Stored data:
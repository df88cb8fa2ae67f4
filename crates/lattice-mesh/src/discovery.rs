//! Peer discovery over UDP announcements.
//!
//! Every node broadcasts an [`MeshMessage::Announce`] datagram on a shared
//! discovery port at a fixed interval (and once at startup), and listens on
//! that port to feed its own registry. Announcements also go to loopback so
//! nodes on the same host find each other regardless of interface routing.
//!
//! The listener socket is opened with address (and, on unix, port) reuse so
//! several nodes on one host can share the discovery port.

use std::net::{IpAddr, Ipv4Addr, SocketAddr};
use std::sync::Arc;

use chrono::Duration;
use socket2::{Domain, Protocol, Socket, Type};
use tokio::net::UdpSocket;
use tracing::{debug, warn};

use lattice_proto::{MeshMessage, Peer};

use crate::registry::PeerRegistry;

/// Configuration for mesh discovery.
#[derive(Debug, Clone)]
pub struct DiscoveryConfig {
    /// UDP port shared by all nodes for announcements.
    pub port: u16,
    /// Interval between presence announcements.
    pub announce_interval: Duration,
    /// How long before a silent peer is dropped from snapshots.
    pub peer_timeout: Duration,
}

impl Default for DiscoveryConfig {
    fn default() -> Self {
        Self {
            port: 47700,
            announce_interval: Duration::seconds(5),
            peer_timeout: Duration::seconds(30),
        }
    }
}

/// Opens the shared discovery listener socket.
///
/// # Errors
///
/// Returns an error if the socket cannot be created, configured, or bound.
pub(crate) fn bind_listener(port: u16) -> std::io::Result<UdpSocket> {
    let socket = Socket::new(Domain::IPV4, Type::DGRAM, Some(Protocol::UDP))?;
    socket.set_reuse_address(true)?;
    #[cfg(unix)]
    socket.set_reuse_port(true)?;
    socket.set_nonblocking(true)?;
    let addr = SocketAddr::from((Ipv4Addr::UNSPECIFIED, port));
    socket.bind(&addr.into())?;
    UdpSocket::from_std(socket.into())
}

/// Periodically announces the local peer and prunes stale registry entries.
///
/// The first announcement goes out immediately, which is what lets a freshly
/// started node show up in other consoles within one settle delay.
pub(crate) async fn announce_loop(
    local: Peer,
    config: DiscoveryConfig,
    registry: Arc<PeerRegistry>,
) {
    let socket = match UdpSocket::bind((Ipv4Addr::UNSPECIFIED, 0)).await {
        Ok(socket) => socket,
        Err(e) => {
            warn!(error = %e, "Failed to bind announce socket; discovery disabled");
            return;
        }
    };
    if let Err(e) = socket.set_broadcast(true) {
        warn!(error = %e, "Failed to enable broadcast; discovery disabled");
        return;
    }

    let frame = match MeshMessage::announce(local).to_json() {
        Ok(frame) => frame,
        Err(e) => {
            warn!(error = %e, "Failed to encode announcement; discovery disabled");
            return;
        }
    };

    let targets = [
        SocketAddr::from((Ipv4Addr::BROADCAST, config.port)),
        SocketAddr::from((Ipv4Addr::LOCALHOST, config.port)),
    ];

    let period = config
        .announce_interval
        .to_std()
        .unwrap_or(std::time::Duration::from_secs(5));
    let mut ticker = tokio::time::interval(period);

    loop {
        ticker.tick().await;
        for target in targets {
            if let Err(e) = socket.send_to(frame.as_bytes(), target).await {
                debug!(target = %target, error = %e, "Announce send failed");
            }
        }
        registry.prune_stale();
    }
}

/// Consumes announcements from the discovery socket into the registry.
pub(crate) async fn listen_loop(registry: Arc<PeerRegistry>, socket: UdpSocket) {
    let mut buf = vec![0u8; 64 * 1024];
    loop {
        let (len, addr) = match socket.recv_from(&mut buf).await {
            Ok(received) => received,
            Err(e) => {
                warn!(error = %e, "Discovery receive failed");
                continue;
            }
        };

        let Ok(text) = std::str::from_utf8(&buf[..len]) else {
            debug!(source = %addr, "Dropping non-UTF-8 datagram");
            continue;
        };

        match MeshMessage::from_json(text) {
            Ok(MeshMessage::Announce { peer, .. }) => {
                registry.observe(peer, normalize_source(addr.ip()));
            }
            Ok(other) => {
                debug!(source = %addr, kind = other.kind(), "Unexpected message on discovery socket");
            }
            Err(e) => {
                debug!(source = %addr, error = %e, "Undecodable announcement");
            }
        }
    }
}

/// Maps the unspecified source address to loopback.
///
/// A datagram can arrive from `0.0.0.0` when the announcer bound without a
/// concrete interface; connecting back to that address would fail.
fn normalize_source(ip: IpAddr) -> IpAddr {
    match ip {
        IpAddr::V4(v4) if v4.is_unspecified() => IpAddr::V4(Ipv4Addr::LOCALHOST),
        other => other,
    }
}
//! # lattice-console
//!
//! Interactive operator shell for a lattice mesh.
//!
//! The console joins the mesh as a node of its own, then reads commands from
//! stdin until told to stop:
//!
//! - `services` — list the peers currently visible in the mesh
//! - `info <id-or-name>` — show one peer's record
//! - `request <id-or-name> <endpoint> <json>` — invoke an endpoint; the
//!   response prints asynchronously when it arrives
//! - `stop` — shut the console down
//!
//! # Architecture
//!
//! One line of input flows through [`tokenize::tokenize`] into
//! [`dispatch::Shell::handle_line`]. The tokenizer tracks nesting depth over
//! brackets and quotes so a raw JSON object survives as a single argument.
//! The dispatcher talks to the mesh only through the [`lattice_mesh::Mesh`]
//! trait.
//!
//! ```text
//! ┌─────────────┐  tokenize → dispatch  ┌──────────────┐
//! │   stdin     │──────────────────────►│  lattice-mesh │
//! └─────────────┘                       └──────────────┘
//! ```

#![forbid(unsafe_code)]
#![warn(missing_docs)]

pub mod cli;
pub mod dispatch;
pub mod error;
pub mod output;
pub mod repl;
pub mod tokenize;

pub use cli::{Cli, Format};
pub use dispatch::Shell;
pub use error::ConsoleError;
pub use output::OutputFormat;
//! # lattice-proto
//!
//! Protocol definitions for communication between lattice mesh nodes.
//!
//! Two channels share these types:
//! - the UDP discovery channel, carrying [`MeshMessage::Announce`] datagrams;
//! - the WebSocket invoke channel, carrying [`MeshMessage::Invoke`] requests
//!   answered by a [`MeshResponse`].
//!
//! Both channels speak JSON text frames produced and consumed through the
//! `to_json`/`from_json` helpers on each envelope type.

#![forbid(unsafe_code)]
#![warn(missing_docs)]

pub mod error;
pub mod types;
pub mod wire;

pub use error::ProtoError;
pub use types::{Peer, PeerId};
pub use wire::{MESH_PROTOCOL_VERSION, MeshMessage, MeshResponse, error_codes};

# TASK INSTRUCTIONS
Gather up, from the records above, each line where the word "match" appears.

# EXPECTED ANSWER
    let socket = match UdpSocket::bind((Ipv4Addr::UNSPECIFIED, 0)).await {
    let frame = match MeshMessage::announce(local).to_json() {
        let (len, addr) = match socket.recv_from(&mut buf).await {
        match MeshMessage::from_json(text) {
    match ip {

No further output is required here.